"Campus" Is Not Quite What Nicholas Kristof Thinks It Is

BY AARON BARLOW

When I read Nicholas Kristof’s “The Dangers of Echo Chambers on Campus” last night, I knew I would have to write in response. Drive-by commentary of this sort can’t be ignored by those of us who really are members of college communities.

Fortunately for me, John K. Wilson posted even before I had started writing, making the point that Kristof’s false equivalencies undermine his entire piece: calling someone a racist does not balance threats of violence. After all, someone might actually deserve the appellation; no one deserves violence. Given John’s excellent rebuttal, I can move on to consideration of other aspects of Kristof’s unfortunate column.

There’s an assumption in his piece that all colleges are pretty much the same, sanctuaries for the children of the upper classes while they try to work out their futures and prepare for them. Kristof writes that he fears “how insular universities have become. When students inhabit liberal bubbles, they’re not learning much about their own country.” There are somewhere around a quarter of a million students in the City University of New York (CUNY) system where I teach. I doubt there’s a single one of them who could demonstrably be accused of living in a ‘liberal bubble.’ The vast majority of American college students attend similar types of state institutions. Less than half a percent of our college students attend an Ivy League school. Not too many go to elite ‘R1’ research institutions like the University of Michigan Kristof targets, either.

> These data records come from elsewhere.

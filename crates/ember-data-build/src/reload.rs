use std::sync::Arc;

use ember_data_runtime::{AssetRegistry, HandleUntyped};
use tracing::{info, warn};

use crate::DependencyTracker;

/// Drives change notifications from the dependency tracker into registry
/// reloads, and applies finished reloads in FIFO order.
///
/// `update` is only ever called from one designated thread, so "apply
/// reload" side effects never race with normal traversal.
pub struct ReloadDriver {
    tracker: Arc<DependencyTracker>,
}

impl ReloadDriver {
    /// Creates a driver over a tracker.
    pub fn new(tracker: Arc<DependencyTracker>) -> Self {
        Self { tracker }
    }

    /// Runs one update pass: pumps depot events, reloads changed
    /// artifacts that are currently loaded and hands each finished
    /// `(previous, current)` pair to `apply` for reference migration.
    pub async fn update<F>(&self, registry: &AssetRegistry, mut apply: F)
    where
        F: FnMut(&HandleUntyped, &HandleUntyped),
    {
        self.tracker.pump_events();

        let changed = self.tracker.drain_changed_artifacts();
        if !changed.is_empty() {
            info!("Dependency tracker reported {} file(s) to reload", changed.len());
        }

        for key in changed {
            if registry.is_loaded(&key) {
                info!("Resource '{}' flagged for reloading", key);
                if let Err(err) = registry.reload(&key).await {
                    warn!("Reloading of '{}' failed: {}", key, err);
                }
            } else {
                info!(
                    "Resource '{}' not currently loaded, new version will be loaded on next resource load",
                    key
                );
            }
        }

        for (previous, current) in registry.drain_reload_events() {
            info!("Applying reload to '{}'", current.key());
            apply(&previous, &current);
        }
    }
}
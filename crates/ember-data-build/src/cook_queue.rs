use std::collections::{HashSet, VecDeque};
use std::fs;
use std::io::Write;
use std::path::{Path, PathBuf};
use std::sync::Arc;

use ember_data_compiler::{CookContext, CookLog, CookerHandle, CookerRegistry};
use ember_data_runtime::container::{
    extension_for_class, extract_referenced_resources, load_dependencies, load_metadata,
    CookMetadata, SourceDependency,
};
use ember_data_runtime::vfs::{Depot, MemoryFile};
use ember_data_runtime::{ResourceKey, ResourcePath, ResourceType, TypeRegistry};
use tracing::{error, info, warn};

use crate::{DependencyTracker, Error, SaveJob, SaveThread};

/// A run aborts once more keys than this have failed: that many failures
/// are evidence of systemic breakage, not isolated asset problems.
pub const MAX_TOTAL_FAILURES: u32 = 100;

/// Progress/cancellation hook of a cook run.
pub trait CookProgress {
    /// Called after each processed key.
    fn report(&mut self, _processed: u32, _message: &str) {}

    /// Polled between keys; returning true abandons the run.
    fn cancelled(&self) -> bool {
        false
    }
}

/// No-op progress sink.
pub struct NoProgress;

impl CookProgress for NoProgress {}

/// Options and flags of a [`CookQueue`].
pub struct CookOptions {
    output_root: PathBuf,
    capture_logs: bool,
    keep_all_logs: bool,
    seed_extension: String,
    seed_class: ResourceType,
}

impl CookOptions {
    /// Creates default options cooking into `output_root`.
    pub fn new(output_root: impl AsRef<Path>) -> Self {
        Self {
            output_root: output_root.as_ref().to_owned(),
            capture_logs: true,
            keep_all_logs: false,
            seed_extension: "seed".to_owned(),
            seed_class: ResourceType::new(ember_data_runtime::RESOURCE_BASE_TYPE),
        }
    }

    /// Emit cooker diagnostics to the normal log instead of capturing
    /// them into sidecar files.
    #[must_use]
    pub fn verbose_logs(mut self) -> Self {
        self.capture_logs = false;
        self
    }

    /// Keep sidecar logs of successful cooks instead of discarding them.
    #[must_use]
    pub fn keep_all_logs(mut self) -> Self {
        self.keep_all_logs = true;
        self
    }

    /// File extension the seed scan looks for.
    #[must_use]
    pub fn seed_extension(mut self, extension: impl Into<String>) -> Self {
        self.seed_extension = extension.into();
        self
    }

    /// Class scanned seed files are scheduled as.
    #[must_use]
    pub fn seed_class(mut self, class: ResourceType) -> Self {
        self.seed_class = class;
        self
    }
}

/// Counters of one cook run.
#[derive(Clone, Copy, Debug, Default)]
pub struct CookStats {
    /// Keys popped off the work-list, duplicates included.
    pub visited: u32,
    /// Keys whose cooked output was still valid.
    pub up_to_date: u32,
    /// Keys cooked this run.
    pub cooked: u32,
    /// Keys whose cook failed.
    pub failed: u32,
}

/// Work-list engine that recursively discovers dependencies of a cook
/// target, skips up-to-date artifacts and dispatches the remainder to the
/// background save thread.
pub struct CookQueue {
    depot: Arc<dyn Depot>,
    types: Arc<TypeRegistry>,
    cookers: Arc<CookerRegistry>,
    tracker: Arc<DependencyTracker>,
    save_thread: SaveThread,
    options: CookOptions,
    scheduled: VecDeque<ResourceKey>,
    scheduled_set: HashSet<ResourceKey>,
    all_seen: HashSet<ResourceKey>,
    all_cooked: HashSet<(ResourcePath, ResourceType)>,
    stats: CookStats,
    cook_file_index: u32,
}
use std::fmt;
use std::marker::PhantomData;
use std::sync::{Arc, Weak};

use crate::{Resource, ResourceKey};

/// `Arc<Inner>` is responsible for sending an 'unload' message when the
/// last strong reference is dropped.
struct Inner {
    key: ResourceKey,
    resource: Box<dyn Resource>,
    unload_tx: Option<crossbeam_channel::Sender<ResourceKey>>,
}

impl Drop for Inner {
    fn drop(&mut self) {
        if let Some(tx) = &self.unload_tx {
            let _ = tx.send(self.key.clone());
        }
    }
}

/// Non-owning reference to a loaded resource.
///
/// The registry's cache holds these; only external strong handles keep a
/// resource alive.
pub struct ReferenceUntyped {
    inner: Weak<Inner>,
}

impl ReferenceUntyped {
    /// Attempts to upgrade to an owning [`HandleUntyped`]. Returns `None`
    /// if the resource has since been dropped.
    pub fn upgrade(&self) -> Option<HandleUntyped> {
        self.inner.upgrade().map(|inner| HandleUntyped { inner })
    }

    /// Number of strong handles currently keeping the resource alive.
    pub fn strong_count(&self) -> usize {
        self.inner.strong_count()
    }
}

/// Type-less owning handle to a loaded resource.
#[derive(Clone)]
pub struct HandleUntyped {
    inner: Arc<Inner>,
}

impl HandleUntyped {
    pub(crate) fn new(
        key: ResourceKey,
        resource: Box<dyn Resource>,
        unload_tx: Option<crossbeam_channel::Sender<ResourceKey>>,
    ) -> Self {
        Self {
            inner: Arc::new(Inner {
                key,
                resource,
                unload_tx,
            }),
        }
    }

    /// Identity the resource was loaded under.
    pub fn key(&self) -> &ResourceKey {
        &self.inner.key
    }

    /// The loaded object.
    pub fn resource(&self) -> &dyn Resource {
        &*self.inner.resource
    }

    /// The loaded object downcast to its concrete type.
    pub fn get<T: Resource>(&self) -> Option<&T> {
        self.inner.resource.downcast_ref::<T>()
    }

    /// Creates the cache-side non-owning reference.
    pub fn downgrade(&self) -> ReferenceUntyped {
        ReferenceUntyped {
            inner: Arc::downgrade(&self.inner),
        }
    }

    /// True when both handles refer to the same loaded instance, not
    /// merely the same key.
    pub fn same_instance(a: &Self, b: &Self) -> bool {
        Arc::ptr_eq(&a.inner, &b.inner)
    }
}

impl PartialEq for HandleUntyped {
    fn eq(&self, other: &Self) -> bool {
        self.inner.key == other.inner.key
    }
}

impl fmt::Debug for HandleUntyped {
    fn fmt(&self, f: &mut fmt::Formatter<'_>) -> fmt::Result {
        write!(f, "HandleUntyped({})", self.inner.key)
    }
}

/// Typed owning handle to a loaded resource of type `T`.
pub struct Handle<T: Resource> {
    inner: Arc<Inner>,
    _pd: PhantomData<fn() -> T>,
}

impl<T: Resource> Clone for Handle<T> {
    fn clone(&self) -> Self {
        Self {
            inner: self.inner.clone(),
            _pd: PhantomData,
        }
    }
}

impl<T: Resource> From<HandleUntyped> for Handle<T> {
    fn from(handle: HandleUntyped) -> Self {
        Self {
            inner: handle.inner,
            _pd: PhantomData,
        }
    }
}

impl<T: Resource> Handle<T> {
    /// Identity the resource was loaded under.
    pub fn key(&self) -> &ResourceKey {
        &self.inner.key
    }

    /// The loaded object, or `None` when the handle was created from a
    /// mismatched untyped handle.
    pub fn get(&self) -> Option<&T> {
        self.inner.resource.downcast_ref::<T>()
    }
}

impl<T: Resource> PartialEq for Handle<T> {
    fn eq(&self, other: &Self) -> bool {
        self.inner.key == other.inner.key
    }
}
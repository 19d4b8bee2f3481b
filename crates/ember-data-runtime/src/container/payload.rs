use std::sync::Arc;

use byteorder::{LittleEndian, ReadBytesExt, WriteBytesExt};

use super::builder::FileTablesBuilder;
use super::format::ContainerError;
use super::loader::{ResolvedImport, ResolvedReferences};
use crate::{PropertyHandle, ResourceKey};

/// Serialization sink for one object payload.
///
/// Primitive values are written inline; names, properties and imports are
/// interned into the owning [`FileTablesBuilder`] and written as table
/// indices.
pub struct PayloadWriter<'a> {
    builder: &'a mut FileTablesBuilder,
    buf: Vec<u8>,
}

impl<'a> PayloadWriter<'a> {
    pub(crate) fn new(builder: &'a mut FileTablesBuilder) -> Self {
        Self {
            builder,
            buf: Vec::new(),
        }
    }

    pub(crate) fn into_bytes(self) -> Vec<u8> {
        self.buf
    }

    /// Writes a raw byte.
    pub fn write_u8(&mut self, value: u8) {
        self.buf.push(value);
    }

    /// Writes a little-endian `u32`.
    pub fn write_u32(&mut self, value: u32) {
        self.buf.write_u32::<LittleEndian>(value).unwrap();
    }

    /// Writes a little-endian `u64`.
    pub fn write_u64(&mut self, value: u64) {
        self.buf.write_u64::<LittleEndian>(value).unwrap();
    }

    /// Writes a little-endian `f32`.
    pub fn write_f32(&mut self, value: f32) {
        self.buf.write_f32::<LittleEndian>(value).unwrap();
    }

    /// Writes a length-prefixed byte blob.
    pub fn write_bytes(&mut self, bytes: &[u8]) {
        self.write_u32(bytes.len() as u32);
        self.buf.extend_from_slice(bytes);
    }

    /// Writes a length-prefixed string.
    pub fn write_str(&mut self, value: &str) {
        self.write_bytes(value.as_bytes());
    }

    /// Interns an identifier and writes its name table index.
    pub fn write_name(&mut self, name: &str) {
        let index = self.builder.map_name(name);
        self.write_u32(index);
    }

    /// Interns a property reference and writes its property table index.
    pub fn write_property(&mut self, type_name: &str, property_name: &str) {
        let index = self.builder.map_property(type_name, property_name);
        self.write_u32(index);
    }

    /// Interns an external resource reference and writes its import table
    /// index. Eager imports are loaded as part of loading the container.
    pub fn write_import(&mut self, key: &ResourceKey, eager: bool) {
        let index = self.builder.map_import(key, eager);
        self.write_u32(index);
    }

    /// Writes a reference to another export of the same container, by
    /// export table index. `None` writes the null reference.
    pub fn write_export_ref(&mut self, index: Option<u32>) {
        self.write_u32(index.map_or(0, |index| index + 1));
    }
}

/// Deserialization source for one object payload.
///
/// The resolved-reference table built during load is the single source of
/// truth for every indexed value; unresolved entries surface as `None`.
pub struct PayloadReader<'a> {
    data: &'a [u8],
    refs: &'a ResolvedReferences,
}

impl<'a> PayloadReader<'a> {
    pub(crate) fn new(data: &'a [u8], refs: &'a ResolvedReferences) -> Self {
        Self { data, refs }
    }

    fn truncated(&self, wanted: u64) -> ContainerError {
        ContainerError::TruncatedRead {
            offset: 0,
            wanted,
            got: self.data.len() as u64,
        }
    }

    /// Bytes left in the payload.
    pub fn remaining(&self) -> usize {
        self.data.len()
    }

    /// Reads a raw byte.
    pub fn read_u8(&mut self) -> Result<u8, ContainerError> {
        self.data
            .read_u8()
            .map_err(|_| self.truncated(1))
    }

    /// Reads a little-endian `u32`.
    pub fn read_u32(&mut self) -> Result<u32, ContainerError> {
        self.data
            .read_u32::<LittleEndian>()
            .map_err(|_| self.truncated(4))
    }

    /// Reads a little-endian `u64`.
    pub fn read_u64(&mut self) -> Result<u64, ContainerError> {
        self.data
            .read_u64::<LittleEndian>()
            .map_err(|_| self.truncated(8))
    }

    /// Reads a little-endian `f32`.
    pub fn read_f32(&mut self) -> Result<f32, ContainerError> {
        self.data
            .read_f32::<LittleEndian>()
            .map_err(|_| self.truncated(4))
    }

    /// Reads a length-prefixed byte blob.
    pub fn read_bytes(&mut self) -> Result<&'a [u8], ContainerError> {
        let length = self.read_u32()? as usize;
        if length > self.data.len() {
            return Err(self.truncated(length as u64));
        }
        let (bytes, rest) = self.data.split_at(length);
        self.data = rest;
        Ok(bytes)
    }

    /// Reads a length-prefixed string.
    pub fn read_string(&mut self) -> Result<String, ContainerError> {
        let bytes = self.read_bytes()?;
        String::from_utf8(bytes.to_vec())
            .map_err(|_| ContainerError::Serialization("string payload is not UTF-8".into()))
    }

    /// Reads a name table index and resolves it. Unresolved or null
    /// entries read as `None`.
    pub fn read_name(&mut self) -> Result<Option<Arc<str>>, ContainerError> {
        let index = self.read_u32()? as usize;
        Ok(self.refs.names.get(index).cloned().flatten())
    }

    /// Reads a property table index and resolves it to a live property
    /// handle. A property removed or renamed upstream reads as `None`.
    pub fn read_property(&mut self) -> Result<Option<PropertyHandle>, ContainerError> {
        let index = self.read_u32()? as usize;
        Ok(self.refs.properties.get(index).cloned().flatten())
    }

    /// Reads an import table index and resolves it. The null import reads
    /// as `None`.
    pub fn read_import(&mut self) -> Result<Option<&'a ResolvedImport>, ContainerError> {
        let index = self.read_u32()? as usize;
        if index == 0 {
            return Ok(None);
        }
        Ok(self.refs.imports.get(index))
    }

    /// Reads a reference to another export of the same container. The
    /// referenced export always precedes the reading object in table
    /// order.
    pub fn read_export_ref(&mut self) -> Result<Option<u32>, ContainerError> {
        let index = self.read_u32()?;
        Ok((index != 0).then(|| index - 1))
    }
}
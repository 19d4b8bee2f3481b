use std::fs;
use std::io::{self, Read, Seek, SeekFrom};
use std::path::{Path, PathBuf};
use std::time::UNIX_EPOCH;

use async_trait::async_trait;
use parking_lot::Mutex;
use tracing::info;

use super::{AsyncFile, Depot, DepotEvent, FileInfo};

/// Depot backend mounted on a physical directory.
///
/// Change notifications are fed by an external watcher through the
/// `notify_*` entry points and fanned out to every subscriber.
pub struct DirDepot {
    root: PathBuf,
    subscribers: Mutex<Vec<crossbeam_channel::Sender<DepotEvent>>>,
}

impl DirDepot {
    /// Mounts `root` as the depot root.
    pub fn new(root: impl AsRef<Path>) -> Self {
        Self {
            root: root.as_ref().to_owned(),
            subscribers: Mutex::new(Vec::new()),
        }
    }

    fn resolve(&self, path: &str) -> PathBuf {
        self.root.join(path)
    }

    fn broadcast(&self, event: DepotEvent) {
        self.subscribers
            .lock()
            .retain(|tx| tx.send(event.clone()).is_ok());
    }

    /// Entry point for an external file watcher.
    pub fn notify_file_changed(&self, path: &str) {
        info!("File {} was reported as changed", path);
        self.broadcast(DepotEvent::FileChanged(path.to_owned()));
    }

    /// Entry point for an external file watcher.
    pub fn notify_file_added(&self, path: &str) {
        info!("File {} was reported as added", path);
        self.broadcast(DepotEvent::FileAdded(path.to_owned()));
    }

    /// Entry point for an external file watcher.
    pub fn notify_file_removed(&self, path: &str) {
        info!("File {} was reported as removed", path);
        self.broadcast(DepotEvent::FileRemoved(path.to_owned()));
    }

    /// Entry point for an external file watcher.
    pub fn notify_directory_added(&self, path: &str) {
        self.broadcast(DepotEvent::DirectoryAdded(path.to_owned()));
    }

    /// Entry point for an external file watcher.
    pub fn notify_directory_removed(&self, path: &str) {
        self.broadcast(DepotEvent::DirectoryRemoved(path.to_owned()));
    }
}

fn timestamp_of(metadata: &fs::Metadata) -> u64 {
    metadata
        .modified()
        .ok()
        .and_then(|time| time.duration_since(UNIX_EPOCH).ok())
        .map_or(0, |duration| duration.as_nanos() as u64)
}

#[async_trait]
impl Depot for DirDepot {
    fn file_info(&self, path: &str) -> Option<FileInfo> {
        let metadata = fs::metadata(self.resolve(path)).ok()?;
        if !metadata.is_file() {
            return None;
        }
        Some(FileInfo {
            size: metadata.len(),
            timestamp: timestamp_of(&metadata),
        })
    }

    async fn open(&self, path: &str) -> Option<Box<dyn AsyncFile>> {
        let file = fs::File::open(self.resolve(path)).ok()?;
        let len = file.metadata().ok()?.len();
        Some(Box::new(DirFile {
            file: Mutex::new(file),
            len,
        }))
    }

    fn read_file(&self, path: &str) -> Option<Vec<u8>> {
        fs::read(self.resolve(path)).ok()
    }

    fn enum_files_at(&self, directory: &str) -> Vec<String> {
        enum_entries(&self.resolve(directory), true)
    }

    fn enum_directories_at(&self, directory: &str) -> Vec<String> {
        enum_entries(&self.resolve(directory), false)
    }

    fn subscribe(&self) -> crossbeam_channel::Receiver<DepotEvent> {
        let (tx, rx) = crossbeam_channel::unbounded();
        self.subscribers.lock().push(tx);
        rx
    }
}

fn enum_entries(directory: &Path, files: bool) -> Vec<String> {
    let mut names = Vec::new();
    if let Ok(entries) = fs::read_dir(directory) {
        for entry in entries.flatten() {
            let is_file = entry.file_type().map(|t| t.is_file()).unwrap_or(false);
            if is_file == files {
                if let Ok(name) = entry.file_name().into_string() {
                    names.push(name);
                }
            }
        }
    }
    names.sort();
    names
}

struct DirFile {
    file: Mutex<fs::File>,
    len: u64,
}

#[async_trait]
impl AsyncFile for DirFile {
    async fn read_at(&self, offset: u64, buf: &mut [u8]) -> io::Result<usize> {
        let mut file = self.file.lock();
        file.seek(SeekFrom::Start(offset))?;

        let mut total = 0;
        while total < buf.len() {
            match file.read(&mut buf[total..]) {
                Ok(0) => break,
                Ok(read) => total += read,
                Err(err) if err.kind() == io::ErrorKind::Interrupted => {}
                Err(err) => return Err(err),
            }
        }
        Ok(total)
    }

    fn len(&self) -> u64 {
        self.len
    }
}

Most college students, today, inhabit a ‘real world’ that Kristof only knows through his forays out of the cocoon of the American elite. Only slightly more than half of them are able to complete their degrees within six years of starting. Why? The reasons are myriad, but they include family and financial pressures that those of us with secure incomes and stable lives can hardly comprehend. Today’s students, for the most part, are tough and worldly wise. Kristof condescends to them: “To be fully educated, students should encounter not only Plato, but also Republicans.” Few of my students have encountered Plato; all of them (yes, even in New York City) deal with Republicans frequently.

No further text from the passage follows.